→ **Data under study**
......

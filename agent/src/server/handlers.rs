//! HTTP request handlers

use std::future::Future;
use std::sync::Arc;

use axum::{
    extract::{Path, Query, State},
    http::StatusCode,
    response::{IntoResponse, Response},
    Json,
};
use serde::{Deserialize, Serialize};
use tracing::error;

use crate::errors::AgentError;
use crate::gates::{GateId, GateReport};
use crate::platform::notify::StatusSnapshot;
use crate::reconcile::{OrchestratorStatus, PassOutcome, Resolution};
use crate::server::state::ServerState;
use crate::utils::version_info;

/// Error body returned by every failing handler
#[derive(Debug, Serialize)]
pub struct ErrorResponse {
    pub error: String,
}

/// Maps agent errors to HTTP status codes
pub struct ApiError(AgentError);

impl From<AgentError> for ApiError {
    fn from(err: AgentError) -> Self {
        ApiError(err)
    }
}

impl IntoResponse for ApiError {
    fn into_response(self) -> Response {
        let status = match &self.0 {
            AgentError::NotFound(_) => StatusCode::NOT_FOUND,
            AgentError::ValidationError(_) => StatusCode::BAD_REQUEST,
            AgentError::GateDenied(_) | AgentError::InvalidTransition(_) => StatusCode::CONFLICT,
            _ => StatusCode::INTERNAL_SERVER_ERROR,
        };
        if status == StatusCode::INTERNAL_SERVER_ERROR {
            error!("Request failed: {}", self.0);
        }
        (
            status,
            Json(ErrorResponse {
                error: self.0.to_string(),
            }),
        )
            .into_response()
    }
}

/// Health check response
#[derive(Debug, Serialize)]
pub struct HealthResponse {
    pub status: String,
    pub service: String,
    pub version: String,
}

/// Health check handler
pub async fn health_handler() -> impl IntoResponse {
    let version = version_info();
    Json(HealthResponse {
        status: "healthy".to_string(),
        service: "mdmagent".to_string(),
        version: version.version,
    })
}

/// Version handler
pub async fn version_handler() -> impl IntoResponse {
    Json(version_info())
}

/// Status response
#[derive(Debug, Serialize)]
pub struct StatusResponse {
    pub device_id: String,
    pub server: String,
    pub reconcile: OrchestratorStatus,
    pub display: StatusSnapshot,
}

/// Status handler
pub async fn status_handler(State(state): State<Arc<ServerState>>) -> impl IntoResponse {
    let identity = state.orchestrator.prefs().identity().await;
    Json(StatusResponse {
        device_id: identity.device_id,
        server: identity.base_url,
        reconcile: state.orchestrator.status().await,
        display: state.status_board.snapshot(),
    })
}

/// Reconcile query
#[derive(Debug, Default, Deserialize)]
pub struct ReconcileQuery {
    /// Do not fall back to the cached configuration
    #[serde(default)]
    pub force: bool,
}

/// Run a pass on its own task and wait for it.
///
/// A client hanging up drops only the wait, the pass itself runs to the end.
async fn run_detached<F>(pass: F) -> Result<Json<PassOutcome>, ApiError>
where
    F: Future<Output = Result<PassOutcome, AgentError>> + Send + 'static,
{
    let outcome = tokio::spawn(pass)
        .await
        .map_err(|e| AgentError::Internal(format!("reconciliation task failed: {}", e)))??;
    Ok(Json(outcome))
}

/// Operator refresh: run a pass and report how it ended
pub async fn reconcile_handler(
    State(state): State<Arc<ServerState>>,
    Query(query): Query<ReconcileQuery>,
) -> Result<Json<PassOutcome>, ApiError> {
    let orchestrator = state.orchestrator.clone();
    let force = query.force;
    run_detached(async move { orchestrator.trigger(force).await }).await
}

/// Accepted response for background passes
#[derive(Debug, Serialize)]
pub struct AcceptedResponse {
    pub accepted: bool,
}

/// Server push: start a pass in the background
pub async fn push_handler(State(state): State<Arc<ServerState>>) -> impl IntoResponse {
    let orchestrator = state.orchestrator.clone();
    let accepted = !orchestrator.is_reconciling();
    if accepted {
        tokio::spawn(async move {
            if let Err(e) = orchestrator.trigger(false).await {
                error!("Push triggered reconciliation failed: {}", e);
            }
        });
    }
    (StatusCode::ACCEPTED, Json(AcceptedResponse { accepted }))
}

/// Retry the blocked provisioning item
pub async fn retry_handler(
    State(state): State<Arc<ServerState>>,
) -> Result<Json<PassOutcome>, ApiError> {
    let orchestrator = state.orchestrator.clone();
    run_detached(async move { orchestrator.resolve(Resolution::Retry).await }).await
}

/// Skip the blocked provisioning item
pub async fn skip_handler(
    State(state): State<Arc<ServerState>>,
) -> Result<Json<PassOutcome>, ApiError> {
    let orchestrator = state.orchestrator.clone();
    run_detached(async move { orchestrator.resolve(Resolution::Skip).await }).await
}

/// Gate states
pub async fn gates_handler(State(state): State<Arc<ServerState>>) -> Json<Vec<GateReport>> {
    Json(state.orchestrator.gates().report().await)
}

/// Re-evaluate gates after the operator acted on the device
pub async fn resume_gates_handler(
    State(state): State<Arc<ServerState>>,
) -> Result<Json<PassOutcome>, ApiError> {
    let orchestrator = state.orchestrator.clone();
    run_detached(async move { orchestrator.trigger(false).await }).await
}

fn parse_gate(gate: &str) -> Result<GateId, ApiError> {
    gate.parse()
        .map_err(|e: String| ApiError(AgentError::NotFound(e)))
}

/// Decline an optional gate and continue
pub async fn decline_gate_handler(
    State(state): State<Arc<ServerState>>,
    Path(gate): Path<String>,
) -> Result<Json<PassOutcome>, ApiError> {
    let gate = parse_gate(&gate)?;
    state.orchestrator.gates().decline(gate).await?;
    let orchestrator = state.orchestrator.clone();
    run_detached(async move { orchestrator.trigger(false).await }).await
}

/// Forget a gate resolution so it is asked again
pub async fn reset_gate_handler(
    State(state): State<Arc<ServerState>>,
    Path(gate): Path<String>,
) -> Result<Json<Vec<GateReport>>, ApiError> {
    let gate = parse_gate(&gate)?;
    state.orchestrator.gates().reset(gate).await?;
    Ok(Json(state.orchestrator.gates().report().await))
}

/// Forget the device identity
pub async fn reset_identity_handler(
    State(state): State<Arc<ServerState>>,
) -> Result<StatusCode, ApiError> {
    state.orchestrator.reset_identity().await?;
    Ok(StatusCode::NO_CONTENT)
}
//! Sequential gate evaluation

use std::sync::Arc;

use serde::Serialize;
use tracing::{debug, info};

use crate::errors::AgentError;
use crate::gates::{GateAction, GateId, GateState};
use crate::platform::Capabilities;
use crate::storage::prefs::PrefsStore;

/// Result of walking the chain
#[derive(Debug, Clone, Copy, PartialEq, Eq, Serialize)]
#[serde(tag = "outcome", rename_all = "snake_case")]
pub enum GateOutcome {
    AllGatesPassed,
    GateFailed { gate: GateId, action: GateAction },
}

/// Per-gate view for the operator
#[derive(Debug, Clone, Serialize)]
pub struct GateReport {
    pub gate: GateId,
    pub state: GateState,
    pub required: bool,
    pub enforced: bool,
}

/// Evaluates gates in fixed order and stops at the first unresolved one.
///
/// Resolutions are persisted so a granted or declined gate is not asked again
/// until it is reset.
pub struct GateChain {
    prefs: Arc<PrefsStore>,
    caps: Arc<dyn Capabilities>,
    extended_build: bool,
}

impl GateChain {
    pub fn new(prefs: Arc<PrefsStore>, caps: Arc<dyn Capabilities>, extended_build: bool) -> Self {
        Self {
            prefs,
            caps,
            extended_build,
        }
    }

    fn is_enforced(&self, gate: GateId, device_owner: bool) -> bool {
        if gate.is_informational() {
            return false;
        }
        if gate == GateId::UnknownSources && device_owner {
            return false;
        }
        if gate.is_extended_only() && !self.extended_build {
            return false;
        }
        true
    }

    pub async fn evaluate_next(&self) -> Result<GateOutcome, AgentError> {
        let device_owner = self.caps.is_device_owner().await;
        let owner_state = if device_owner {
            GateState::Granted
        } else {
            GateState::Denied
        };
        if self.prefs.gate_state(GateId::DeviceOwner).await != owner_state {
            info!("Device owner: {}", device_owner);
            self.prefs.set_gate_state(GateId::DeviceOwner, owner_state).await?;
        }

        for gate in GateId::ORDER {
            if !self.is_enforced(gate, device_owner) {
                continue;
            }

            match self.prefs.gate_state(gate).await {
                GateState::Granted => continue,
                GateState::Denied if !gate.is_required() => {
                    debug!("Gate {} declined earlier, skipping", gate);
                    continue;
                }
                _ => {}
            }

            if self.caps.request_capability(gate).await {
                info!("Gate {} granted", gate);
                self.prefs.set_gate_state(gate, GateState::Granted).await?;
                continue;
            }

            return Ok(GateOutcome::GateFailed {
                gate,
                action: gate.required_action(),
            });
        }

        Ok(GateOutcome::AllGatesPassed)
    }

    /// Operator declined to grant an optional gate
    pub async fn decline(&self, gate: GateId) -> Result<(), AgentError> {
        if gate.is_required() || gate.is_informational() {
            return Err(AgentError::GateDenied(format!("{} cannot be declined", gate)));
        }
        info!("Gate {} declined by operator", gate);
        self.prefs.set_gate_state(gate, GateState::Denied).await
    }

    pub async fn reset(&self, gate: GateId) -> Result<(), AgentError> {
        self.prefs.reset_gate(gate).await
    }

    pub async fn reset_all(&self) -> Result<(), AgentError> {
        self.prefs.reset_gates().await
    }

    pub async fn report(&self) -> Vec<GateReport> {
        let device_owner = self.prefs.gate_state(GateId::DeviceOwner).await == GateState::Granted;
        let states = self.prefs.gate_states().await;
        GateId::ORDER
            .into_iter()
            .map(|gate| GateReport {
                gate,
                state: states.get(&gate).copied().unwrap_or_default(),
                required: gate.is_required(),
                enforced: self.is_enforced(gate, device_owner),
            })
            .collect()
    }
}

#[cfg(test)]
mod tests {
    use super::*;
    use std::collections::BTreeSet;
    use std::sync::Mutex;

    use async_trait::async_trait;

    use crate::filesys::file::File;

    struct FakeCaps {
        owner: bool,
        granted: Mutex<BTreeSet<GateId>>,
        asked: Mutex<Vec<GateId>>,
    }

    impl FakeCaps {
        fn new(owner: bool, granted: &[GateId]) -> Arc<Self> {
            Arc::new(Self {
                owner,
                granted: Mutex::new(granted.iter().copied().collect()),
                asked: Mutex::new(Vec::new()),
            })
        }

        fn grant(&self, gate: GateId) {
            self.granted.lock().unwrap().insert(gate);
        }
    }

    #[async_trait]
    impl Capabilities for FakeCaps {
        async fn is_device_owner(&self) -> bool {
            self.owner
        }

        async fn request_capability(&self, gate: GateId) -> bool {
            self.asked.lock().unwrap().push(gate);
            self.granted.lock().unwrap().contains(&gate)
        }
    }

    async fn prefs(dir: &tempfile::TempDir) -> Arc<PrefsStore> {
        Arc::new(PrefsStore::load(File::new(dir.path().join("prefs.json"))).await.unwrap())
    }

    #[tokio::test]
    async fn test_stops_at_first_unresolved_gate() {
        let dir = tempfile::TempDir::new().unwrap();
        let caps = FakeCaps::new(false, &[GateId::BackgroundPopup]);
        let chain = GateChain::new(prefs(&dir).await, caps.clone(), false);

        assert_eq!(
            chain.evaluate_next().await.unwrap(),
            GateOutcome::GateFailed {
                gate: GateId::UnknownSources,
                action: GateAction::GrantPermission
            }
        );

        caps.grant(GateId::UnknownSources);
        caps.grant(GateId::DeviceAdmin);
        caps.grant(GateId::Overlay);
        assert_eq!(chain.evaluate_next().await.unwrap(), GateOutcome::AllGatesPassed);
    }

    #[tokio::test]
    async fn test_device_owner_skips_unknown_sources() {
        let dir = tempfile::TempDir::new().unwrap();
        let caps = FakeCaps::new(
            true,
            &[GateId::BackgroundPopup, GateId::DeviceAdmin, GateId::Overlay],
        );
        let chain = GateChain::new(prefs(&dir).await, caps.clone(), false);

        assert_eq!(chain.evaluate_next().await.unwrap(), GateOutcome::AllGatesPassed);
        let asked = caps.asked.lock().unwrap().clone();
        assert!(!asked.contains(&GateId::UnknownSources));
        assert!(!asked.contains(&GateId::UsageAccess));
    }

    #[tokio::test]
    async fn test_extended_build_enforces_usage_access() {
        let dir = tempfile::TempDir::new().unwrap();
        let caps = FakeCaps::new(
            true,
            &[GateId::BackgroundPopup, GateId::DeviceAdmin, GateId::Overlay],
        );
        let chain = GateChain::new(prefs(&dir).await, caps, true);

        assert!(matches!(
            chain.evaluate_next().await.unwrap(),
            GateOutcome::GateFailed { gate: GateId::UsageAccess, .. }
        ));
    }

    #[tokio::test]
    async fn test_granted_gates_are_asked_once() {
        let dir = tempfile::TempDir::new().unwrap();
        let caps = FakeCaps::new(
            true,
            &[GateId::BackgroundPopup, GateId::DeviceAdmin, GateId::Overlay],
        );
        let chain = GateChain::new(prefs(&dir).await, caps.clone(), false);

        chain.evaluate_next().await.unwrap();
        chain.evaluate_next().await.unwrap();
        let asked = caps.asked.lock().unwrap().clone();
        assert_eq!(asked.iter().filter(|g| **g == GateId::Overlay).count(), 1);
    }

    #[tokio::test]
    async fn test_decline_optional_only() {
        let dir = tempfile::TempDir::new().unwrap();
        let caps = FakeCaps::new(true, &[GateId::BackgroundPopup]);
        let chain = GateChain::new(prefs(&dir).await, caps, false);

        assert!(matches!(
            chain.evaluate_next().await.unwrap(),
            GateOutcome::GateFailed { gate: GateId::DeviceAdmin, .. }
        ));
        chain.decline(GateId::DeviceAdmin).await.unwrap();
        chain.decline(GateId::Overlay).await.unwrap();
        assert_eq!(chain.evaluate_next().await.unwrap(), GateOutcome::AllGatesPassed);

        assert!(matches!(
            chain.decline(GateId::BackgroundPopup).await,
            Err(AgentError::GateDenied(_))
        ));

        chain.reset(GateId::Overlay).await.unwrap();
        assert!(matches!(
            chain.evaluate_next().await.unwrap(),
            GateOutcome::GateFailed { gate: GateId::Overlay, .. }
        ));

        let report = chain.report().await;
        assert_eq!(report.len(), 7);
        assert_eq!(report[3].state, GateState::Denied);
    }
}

......

→ **Exercise objective**
Find each line in the data above with the word "GateAction", then copy it.

→ **Answer to the exercise**
use crate::gates::{GateAction, GateId, GateState};
    GateFailed { gate: GateId, action: GateAction },
                action: GateAction::GrantPermission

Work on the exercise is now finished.